(SUPPLIED RECORDS begins)

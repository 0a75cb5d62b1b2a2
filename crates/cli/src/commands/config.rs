use std::env;
use std::fs;
use std::path::Path;

use aiaa_core::config::{resolve_config_path, AppConfig, LoadOptions};
use secrecy::{ExposeSecret, SecretString};
use toml::Value;

pub fn run() -> String {
    let config = match AppConfig::load(LoadOptions::default()) {
        Ok(config) => config,
        Err(error) => return format!("config validation failed: {error}"),
    };

    let config_file_path = resolve_config_path(None);
    let config_file_doc = load_config_file_doc(config_file_path.as_deref());
    let source = |key_path: &str, env_keys: &[&str]| {
        field_source(key_path, env_keys, config_file_doc.as_ref(), config_file_path.as_deref())
    };

    let entries = vec![
        entry("erp.base_url", config.erp.base_url.clone(), &["AIAA_ERP_BASE_URL"]),
        entry("erp.user_id", config.erp.user_id.clone(), &["AIAA_ERP_USER_ID"]),
        entry("erp.password", redact_secret(&config.erp.password), &["AIAA_ERP_PASSWORD"]),
        entry(
            "erp.license_token",
            redact_secret(&config.erp.license_token),
            &["AIAA_ERP_LICENSE_TOKEN"],
        ),
        entry("erp.timeout_secs", config.erp.timeout_secs.to_string(), &["AIAA_ERP_TIMEOUT_SECS"]),
        entry("erp.debtor_type", config.erp.debtor_type.clone(), &["AIAA_ERP_DEBTOR_TYPE"]),
        entry(
            "telegram.bot_token",
            redact_bot_token(config.telegram.bot_token.expose_secret()),
            &["AIAA_TELEGRAM_BOT_TOKEN"],
        ),
        entry(
            "telegram.api_base_url",
            config.telegram.api_base_url.clone(),
            &["AIAA_TELEGRAM_API_BASE_URL"],
        ),
        entry(
            "telegram.poll_timeout_secs",
            config.telegram.poll_timeout_secs.to_string(),
            &["AIAA_TELEGRAM_POLL_TIMEOUT_SECS"],
        ),
        entry("llm.provider", format!("{:?}", config.llm.provider), &["AIAA_LLM_PROVIDER"]),
        entry("llm.model", config.llm.model.clone(), &["AIAA_LLM_MODEL"]),
        entry(
            "llm.base_url",
            config.llm.base_url.clone().unwrap_or_else(|| "<unset>".to_string()),
            &["AIAA_LLM_BASE_URL"],
        ),
        entry(
            "llm.api_key",
            config.llm.api_key.as_ref().map_or_else(|| "<unset>".to_string(), redact_secret),
            &["AIAA_LLM_API_KEY"],
        ),
        entry("llm.timeout_secs", config.llm.timeout_secs.to_string(), &["AIAA_LLM_TIMEOUT_SECS"]),
        entry("server.bind_address", config.server.bind_address.clone(), &["AIAA_SERVER_BIND_ADDRESS"]),
        entry(
            "server.health_check_port",
            config.server.health_check_port.to_string(),
            &["AIAA_SERVER_HEALTH_CHECK_PORT"],
        ),
        entry(
            "server.graceful_shutdown_secs",
            config.server.graceful_shutdown_secs.to_string(),
            &["AIAA_SERVER_GRACEFUL_SHUTDOWN_SECS"],
        ),
        entry("logging.level", config.logging.level.clone(), &["AIAA_LOGGING_LEVEL", "AIAA_LOG_LEVEL"]),
        entry(
            "logging.format",
            format!("{:?}", config.logging.format),
            &["AIAA_LOGGING_FORMAT", "AIAA_LOG_FORMAT"],
        ),
    ];

    let mut lines = vec!["effective config (source precedence: env > file > default):".to_string()];
    lines.extend(entries.into_iter().map(|entry| {
        render_line(entry.key, &entry.value, source(entry.key, entry.env_keys))
    }));
    lines.join("\n")
}

struct Entry {
    key: &'static str,
    value: String,
    env_keys: &'static [&'static str],
}

fn entry(key: &'static str, value: String, env_keys: &'static [&'static str]) -> Entry {
    Entry { key, value, env_keys }
}

fn load_config_file_doc(path: Option<&Path>) -> Option<Value> {
    let path = path?;
    let raw = fs::read_to_string(path).ok()?;
    raw.parse::<Value>().ok()
}

fn field_source(
    key_path: &str,
    env_keys: &[&str],
    config_file_doc: Option<&Value>,
    config_file_path: Option<&Path>,
) -> String {
    if let Some(env_key) = env_keys.iter().find(|key| env::var_os(key).is_some()) {
        return format!("env ({env_key})");
    }

    if let Some(doc) = config_file_doc {
        if contains_path(doc, key_path) {
            let file_path = config_file_path
                .map(|path| path.display().to_string())
                .unwrap_or_else(|| "config file".to_string());
            return format!("file ({file_path})");
        }
    }

    "default".to_string()
}

fn contains_path(root: &Value, key_path: &str) -> bool {
    let mut current = root;
    for key in key_path.split('.') {
        let Some(next) = current.get(key) else {
            return false;
        };
        current = next;
    }
    true
}

fn render_line(key: &str, value: &str, source: String) -> String {
    format!("- {key} = {value} (source: {source})")
}

fn redact_secret(secret: &SecretString) -> String {
    if secret.expose_secret().trim().is_empty() {
        "<empty>".to_string()
    } else {
        "<redacted>".to_string()
    }
}

/// Keeps the public bot id, hides the secret half.
fn redact_bot_token(token: &str) -> String {
    let trimmed = token.trim();
    if trimmed.is_empty() {
        return "<empty>".to_string();
    }

    if let Some((bot_id, _)) = trimmed.split_once(':') {
        return format!("{bot_id}:***");
    }

    "<redacted>".to_string()
}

(SUPPLIED RECORDS ends)

Go through the entries above and report each line with the string "unset" in it.

* RESULT FOR THIS EXERCISE
            config.llm.base_url.clone().unwrap_or_else(|| "<unset>".to_string()),
            config.llm.api_key.as_ref().map_or_else(|| "<unset>".to_string(), redact_secret),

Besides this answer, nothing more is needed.